El filósofo es un mirón sublime, un voyeur transcendental. El deseo de ver de verdad,
más allá de la turbia y caótica evidencia de la vida, sin ceder al encantamiento de las
apariencias, es su pasión primera, tiránica y excluyente, la que le fuerza a la renuncia y
al sacrificio de todas las demás.

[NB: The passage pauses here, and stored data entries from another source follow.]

//! assessrank - assessment recommendations from a free-text hiring need.
//!
//! A catalog of assessments is embedded once into a persistent
//! [redb](https://github.com/cberner/redb) store and searched through an
//! in-memory HNSW graph. The nearest candidates are then handed to a
//! text-generation model, which picks and re-scores the best half. If the
//! model is unavailable or answers with something unusable, the top half of
//! the retrieval order is returned instead.
//!
//! # Quick start
//!
//! ```no_run
//! use std::time::Duration;
//!
//! use assessrank::{
//!     DataDir, GeminiClient, HttpEmbedder, Recommender, Refiner, Settings, VectorIndex,
//! };
//! use assessrank::model::Query;
//!
//! # async fn run() -> assessrank::Result<()> {
//! let data_dir = DataDir::resolve(None)?;
//! let settings = Settings::load(&data_dir)?;
//!
//! let index = VectorIndex::open_or_seed(
//!     &data_dir.index_db(),
//!     &settings.catalog_path(&data_dir),
//!     HttpEmbedder::new(&settings.embedding)?,
//!     settings.index.clone(),
//!     Duration::from_secs(settings.embedding.timeout_secs),
//! )
//! .await?;
//! let refiner = Refiner::new(
//!     GeminiClient::new(&settings.generation)?,
//!     Duration::from_secs(settings.generation.timeout_secs),
//! );
//! let recommender = Recommender::new(index, refiner, settings.pipeline.max_candidates);
//!
//! for r in recommender.recommend(&Query::new("graduate java developer")).await? {
//!     println!("{:.2} {}", r.score, r.url());
//! }
//! # Ok(())
//! # }
//! ```

pub mod ann;
pub mod catalog;
pub mod cli;
pub mod data_dir;
pub mod embedding;
pub mod error;
pub mod evaluation;
pub mod generation;
pub mod index_db;
pub mod model;
pub mod pipeline;
pub mod prompt;
pub mod refiner;
pub mod response;
pub mod server;
pub mod settings;
pub mod vector_index;

#[cfg(test)]
mod test_support;

pub use data_dir::DataDir;
pub use embedding::{Embedder, HttpEmbedder};
pub use error::{Error, Result};
pub use generation::{GeminiClient, Generator};
pub use index_db::IndexDb;
pub use pipeline::Recommender;
pub use refiner::Refiner;
pub use settings::Settings;
pub use vector_index::VectorIndex;
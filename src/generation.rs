use std::{future::Future, time::Duration};

use serde::{Deserialize, Serialize};
use tracing::debug;

use crate::{
    error::{Error, Result},
    settings::GenerationSettings,
};

/// A text-generation service. Replies are free text and untrusted.
pub trait Generator: Send + Sync {
    fn generate(&self, prompt: &str) -> impl Future<Output = Result<String>> + Send;
}

/// Harm categories relaxed for every request. Assessment descriptions are
/// professional text, and a blocked reply would only force the fallback.
pub const SAFETY_CATEGORIES: [&str; 4] = [
    "HARM_CATEGORY_HARASSMENT",
    "HARM_CATEGORY_HATE_SPEECH",
    "HARM_CATEGORY_SEXUALLY_EXPLICIT",
    "HARM_CATEGORY_DANGEROUS_CONTENT",
];

/// Client for the Gemini `generateContent` endpoint.
#[derive(Debug, Clone)]
pub struct GeminiClient {
    client: reqwest::Client,
    url: String,
    api_key: String,
}

#[derive(Serialize)]
#[serde(rename_all = "camelCase")]
struct GenerateRequest<'a> {
    contents: [Content<'a>; 1],
    safety_settings: Vec<SafetySetting>,
}

#[derive(Serialize)]
struct Content<'a> {
    role: &'static str,
    parts: [RequestPart<'a>; 1],
}

#[derive(Serialize)]
struct RequestPart<'a> {
    text: &'a str,
}

#[derive(Serialize)]
struct SafetySetting {
    category: &'static str,
    threshold: &'static str,
}

#[derive(Deserialize)]
#[serde(rename_all = "camelCase")]
struct GenerateResponse {
    #[serde(default)]
    candidates: Vec<Candidate>,
    #[serde(default)]
    prompt_feedback: Option<PromptFeedback>,
}

#[derive(Deserialize)]
struct Candidate {
    #[serde(default)]
    content: Option<CandidateContent>,
}

#[derive(Deserialize)]
struct CandidateContent {
    #[serde(default)]
    parts: Vec<ResponsePart>,
}

#[derive(Deserialize)]
struct ResponsePart {
    #[serde(default)]
    text: Option<String>,
}

#[derive(Deserialize)]
#[serde(rename_all = "camelCase")]
struct PromptFeedback {
    #[serde(default)]
    block_reason: Option<String>,
}

impl GeminiClient {
    /// Build a client. Fails if no API key is configured.
    pub fn new(settings: &GenerationSettings) -> Result<Self> {
        let api_key = settings.api_key.clone().ok_or_else(|| {
            Error::Config(format!(
                "no generation API key; set {} or generation.api_key",
                crate::settings::GENERATION_KEY_ENV
            ))
        })?;

        let client = reqwest::Client::builder()
            .timeout(Duration::from_secs(settings.timeout_secs))
            .build()
            .map_err(|e| {
                Error::Config(format!("cannot build generation client: {e}"))
            })?;

        Ok(Self {
            client,
            url: format!(
                "{}/v1beta/models/{}:generateContent",
                settings.endpoint.trim_end_matches('/'),
                settings.model
            ),
            api_key,
        })
    }

    fn request_body(prompt: &str) -> GenerateRequest<'_> {
        GenerateRequest {
            contents: [Content {
                role: "user",
                parts: [RequestPart { text: prompt }],
            }],
            safety_settings: SAFETY_CATEGORIES
                .iter()
                .map(|&category| SafetySetting {
                    category,
                    threshold: "BLOCK_NONE",
                })
                .collect(),
        }
    }
}

impl Generator for GeminiClient {
    async fn generate(&self, prompt: &str) -> Result<String> {
        let response = self
            .client
            .post(&self.url)
            .header("x-goog-api-key", &self.api_key)
            .json(&Self::request_body(prompt))
            .send()
            .await
            .map_err(|e| Error::UpstreamGeneration(format!("HTTP error: {e}")))?;

        let status = response.status();
        if !status.is_success() {
            let body = response.text().await.unwrap_or_default();
            return Err(Error::UpstreamGeneration(format!(
                "service returned {status}: {body}"
            )));
        }

        let parsed: GenerateResponse = response.json().await.map_err(|e| {
            Error::UpstreamGeneration(format!("malformed response: {e}"))
        })?;

        let text = reply_text(parsed)?;
        debug!(chars = text.len(), "generation reply received");
        Ok(text)
    }
}

/// Concatenate the text parts of the first candidate.
fn reply_text(response: GenerateResponse) -> Result<String> {
    let Some(candidate) = response.candidates.into_iter().next() else {
        let reason = response
            .prompt_feedback
            .and_then(|f| f.block_reason)
            .unwrap_or_else(|| "no candidates returned".into());
        return Err(Error::UpstreamGeneration(reason));
    };

    let text: String = candidate
        .content
        .map(|c| c.parts.into_iter().filter_map(|p| p.text).collect())
        .unwrap_or_default();

    if text.trim().is_empty() {
        return Err(Error::UpstreamGeneration("empty reply".into()));
    }
    Ok(text)
}
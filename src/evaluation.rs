//! Offline precision/recall evaluation of the recommendation pipeline.

use std::{collections::HashSet, path::Path};

use serde::{Deserialize, Serialize};
use tracing::{info, warn};

use crate::{
    embedding::Embedder,
    error::{Error, Result},
    generation::Generator,
    model::Query,
    pipeline::Recommender,
};

/// One labelled query.
#[derive(Debug, Clone, Deserialize)]
pub struct TestCase {
    pub query: String,
    pub relevant_assessments: Vec<String>,
}

#[derive(Debug, Clone, Serialize)]
pub struct QueryResult {
    pub query: String,
    pub predicted: Vec<String>,
    pub relevant: Vec<String>,
    pub precision: f64,
    pub recall: f64,
}

#[derive(Debug, Clone, Serialize)]
pub struct QueryFailure {
    pub query: String,
    pub error: String,
}

#[derive(Debug, Clone, Serialize)]
pub struct EvaluationReport {
    pub k: usize,
    pub results: Vec<QueryResult>,
    pub failures: Vec<QueryFailure>,
    /// `None` when no query succeeded.
    pub mean_precision: Option<f64>,
    pub mean_recall: Option<f64>,
}

/// Read a test set: a JSON array of `{query, relevant_assessments}`.
pub fn load_test_set(path: &Path) -> Result<Vec<TestCase>> {
    let data_load = |reason: String| Error::DataLoad {
        path: path.to_path_buf(),
        reason,
    };
    let bytes = std::fs::read(path).map_err(|e| data_load(e.to_string()))?;
    let cases: Vec<TestCase> =
        serde_json::from_slice(&bytes).map_err(|e| data_load(e.to_string()))?;
    if cases.is_empty() {
        return Err(data_load("test set is empty".into()));
    }
    Ok(cases)
}

/// Canonical form for comparing catalog URLs.
///
/// ```
/// use assessrank::evaluation::normalize_url;
///
/// assert_eq!(normalize_url(" https://Example.com/a/ "), "https://example.com/a");
/// ```
pub fn normalize_url(url: &str) -> String {
    url.trim().to_lowercase().trim_end_matches('/').to_string()
}

fn hits(predicted: &[String], relevant: &HashSet<String>, k: usize) -> usize {
    predicted
        .iter()
        .take(k)
        .collect::<HashSet<_>>()
        .into_iter()
        .filter(|url| relevant.contains(*url))
        .count()
}

/// Share of the `k` slots filled with relevant items. Short result lists
/// are penalized.
pub fn precision_at_k(predicted: &[String], relevant: &HashSet<String>, k: usize) -> f64 {
    if k == 0 {
        return 0.0;
    }
    hits(predicted, relevant, k) as f64 / k as f64
}

/// Share of the relevant items found in the top `k`.
pub fn recall_at_k(predicted: &[String], relevant: &HashSet<String>, k: usize) -> f64 {
    if relevant.is_empty() {
        return 0.0;
    }
    hits(predicted, relevant, k) as f64 / relevant.len() as f64
}

/// Run every test case through `recommender` with `top_k = k`.
///
/// Failed queries are recorded and left out of the means.
pub async fn evaluate<E: Embedder, G: Generator>(
    recommender: &Recommender<E, G>,
    cases: &[TestCase],
    k: usize,
) -> EvaluationReport {
    let mut results = Vec::with_capacity(cases.len());
    let mut failures = Vec::new();

    for case in cases {
        let query = Query::new(case.query.clone()).with_top_k(k);
        let recommendations = match recommender.recommend(&query).await {
            Ok(recommendations) => recommendations,
            Err(e) => {
                warn!(query = %case.query, error = %e, "evaluation query failed");
                failures.push(QueryFailure {
                    query: case.query.clone(),
                    error: e.to_string(),
                });
                continue;
            }
        };

        let predicted: Vec<String> = recommendations
            .iter()
            .map(|r| normalize_url(r.url()))
            .collect();
        let relevant: Vec<String> = case
            .relevant_assessments
            .iter()
            .map(|u| normalize_url(u))
            .collect();
        let relevant_set: HashSet<String> = relevant.iter().cloned().collect();

        results.push(QueryResult {
            query: case.query.clone(),
            precision: precision_at_k(&predicted, &relevant_set, k),
            recall: recall_at_k(&predicted, &relevant_set, k),
            predicted,
            relevant,
        });
    }

    let mean = |metric: fn(&QueryResult) -> f64| {
        (!results.is_empty())
            .then(|| results.iter().map(metric).sum::<f64>() / results.len() as f64)
    };
    let mean_precision = mean(|r| r.precision);
    let mean_recall = mean(|r| r.recall);

    info!(
        queries = cases.len(),
        failed = failures.len(),
        mean_precision = mean_precision.unwrap_or(0.0),
        mean_recall = mean_recall.unwrap_or(0.0),
        "evaluation finished"
    );

    EvaluationReport {
        k,
        results,
        failures,
        mean_precision,
        mean_recall,
    }
}

impl std::fmt::Display for EvaluationReport {
    fn fmt(&self, f: &mut std::fmt::Formatter<'_>) -> std::fmt::Result {
        for r in &self.results {
            writeln!(f, "Query: {}", r.query)?;
            writeln!(f, "  Predicted: {}", r.predicted.join(", "))?;
            writeln!(f, "  Relevant:  {}", r.relevant.join(", "))?;
            writeln!(f, "  Precision@{}: {:.2}", self.k, r.precision)?;
            writeln!(f, "  Recall@{}: {:.2}", self.k, r.recall)?;
        }
        for failure in &self.failures {
            writeln!(f, "Failed: {} ({})", failure.query, failure.error)?;
        }
        match (self.mean_precision, self.mean_recall) {
            (Some(p), Some(r)) => {
                writeln!(f, "\nMean Precision@{}: {p:.2}", self.k)?;
                write!(f, "Mean Recall@{}: {r:.2}", self.k)
            }
            _ => write!(f, "\nNo query succeeded."),
        }
    }
}
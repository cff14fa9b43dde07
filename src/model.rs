//! Catalog items, scored results and queries.

use serde::{Deserialize, Serialize};

use crate::error::{Error, Result};

/// Separator used when `test_type` is flattened into a single string.
pub const TAG_SEPARATOR: char = ',';

pub const DEFAULT_TOP_K: usize = 5;

/// An assessment from the catalog. Immutable once loaded.
#[derive(Debug, Clone, PartialEq, Serialize, Deserialize)]
pub struct Item {
    pub url: String,
    #[serde(default)]
    pub name: String,
    pub description: String,
    pub duration: String,
    pub remote_support: bool,
    pub adaptive_support: bool,
    pub test_type: Vec<String>,
}

impl Item {
    /// The text handed to the embedder for this item.
    ///
    /// `keywords` is the catalog's optional free-text keyword field; it only
    /// ever influences the embedding, never the stored item.
    ///
    /// ```
    /// use assessrank::model::Item;
    ///
    /// let item = Item {
    ///     url: "https://example.com/verify".into(),
    ///     name: "Verify".into(),
    ///     description: "Numerical reasoning".into(),
    ///     duration: "20 minutes".into(),
    ///     remote_support: true,
    ///     adaptive_support: false,
    ///     test_type: vec!["Cognitive".into(), "Ability".into()],
    /// };
    /// let text = item.document_text(None);
    /// assert!(text.contains("Types: Cognitive, Ability"));
    /// assert!(text.contains("Remote: Yes"));
    /// assert!(text.contains("Adaptive: No"));
    /// ```
    pub fn document_text(&self, keywords: Option<&str>) -> String {
        let mut text = format!(
            "Assessment: {}\nName: {}\nTypes: {}\nDuration: {}\nRemote: {}\nAdaptive: {}",
            self.description,
            self.name,
            self.test_type.join(", "),
            self.duration,
            yes_no(self.remote_support),
            yes_no(self.adaptive_support),
        );
        if let Some(keywords) = keywords.filter(|k| !k.trim().is_empty()) {
            text.push_str("\nKeywords: ");
            text.push_str(keywords.trim());
        }
        text
    }
}

pub fn yes_no(flag: bool) -> &'static str {
    if flag { "Yes" } else { "No" }
}

/// An item together with its relevance to a particular query.
///
/// `score` is always within `[0.0, 1.0]`.
#[derive(Debug, Clone, PartialEq, Serialize, Deserialize)]
pub struct ScoredItem {
    #[serde(flatten)]
    pub item: Item,
    pub score: f32,
}

impl ScoredItem {
    pub fn new(item: Item, score: f32) -> Self {
        Self { item, score }
    }

    pub fn url(&self) -> &str {
        &self.item.url
    }

    /// Copy of this result with only the score replaced.
    pub fn rescored(&self, score: f32) -> Self {
        Self {
            item: self.item.clone(),
            score,
        }
    }
}

/// A recommendation request.
#[derive(Debug, Clone, PartialEq, Serialize, Deserialize)]
pub struct Query {
    #[serde(rename = "query")]
    pub text: String,
    #[serde(default = "default_top_k")]
    pub top_k: usize,
}

fn default_top_k() -> usize {
    DEFAULT_TOP_K
}

impl Query {
    pub fn new(text: impl Into<String>) -> Self {
        Self {
            text: text.into(),
            top_k: DEFAULT_TOP_K,
        }
    }

    pub fn with_top_k(mut self, top_k: usize) -> Self {
        self.top_k = top_k;
        self
    }

    /// Reject blank text and a zero `top_k`.
    pub fn validate(&self) -> Result<()> {
        if self.text.trim().is_empty() {
            return Err(Error::InvalidQuery("query text is empty".into()));
        }
        if self.top_k == 0 {
            return Err(Error::InvalidQuery("top_k must be positive".into()));
        }
        Ok(())
    }
}

/// Flatten type tags into the stored comma-joined form.
///
/// Lossless only when no tag contains [`TAG_SEPARATOR`] and no tag carries
/// leading or trailing whitespace; [`split_tags`] trims each element. An
/// empty sequence and a sequence holding one empty tag both join to `""`,
/// which splits back to no tags.
pub fn join_tags(tags: &[String]) -> String {
    tags.join(&TAG_SEPARATOR.to_string())
}

/// Inverse of [`join_tags`]. An empty string yields no tags.
pub fn split_tags(joined: &str) -> Vec<String> {
    if joined.is_empty() {
        return Vec::new();
    }
    joined
        .split(TAG_SEPARATOR)
        .map(|t| t.trim().to_string())
        .collect()
}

Polifemo ensimismado, el filósofo bien puede decir,
como Goethe, “el órgano con que yo he comprendido el mundo es el ojo.” Pero ese ojo
no tiene color ni fuego, no es carnal ni apasionado, es un ojo ausente, no mira nada en
concreto y lo quiere mirar todo, es inexpresivo, no dice nada y lo quiere decir todo, no
está encendido por la intensa luz del Sol, sino por la pálida luz de la Luna, es el ojo de la
lechuza de Minerva, que sólo emprende el vuelo al atardecer, cuando la turbulencia de
la vida se aquieta y el espíritu se serena. El ojo del filósofo, el ojo descarnado del
espíritu, no es solar, sino lunar, no nos calienta como una lumbre piadosa en el frío
desamparo de la noche, sino que nos ilumina con su lucidez gélida y distante,
implacable e impío, comprendiéndonos, pero dejándonos ateridos, insomnes y
desconsolados. A ese ojo inhumano, que quiere verlo todo y saberlo todo desde las
alturas, al que le importamos un bledo como individuos que sienten y padecen, que nos
contempla con imparcial y altivo desdén, dan ganas de cantarle con igual desdén una
copla flamenca: “Te lo tengo muy en cuenta, eres igual que la Luna, mucho brillo y no
calienta.”
Grandeza y miseria de la filosofía, luces y sombras del pensamiento, paradójica
condición la del filósofo, que, para ver y comprender mejor la vida ha de alejarse de ella
y apartarla de sí, situarse en el margen de ese río furioso que a todos nos arrastra, para
describir mejor la corriente, para intentar descubrir el secreto de la fuerza que la mueve
y contárnoslo después. El filósofo está convencido de que el pálpito indescifrable del
vivir esconde una clave y de que ese enigma puede ser resuelto por el pensamiento
mediante ideas y conceptos. Su mirada pretende construir y fijar una imagen del mundo.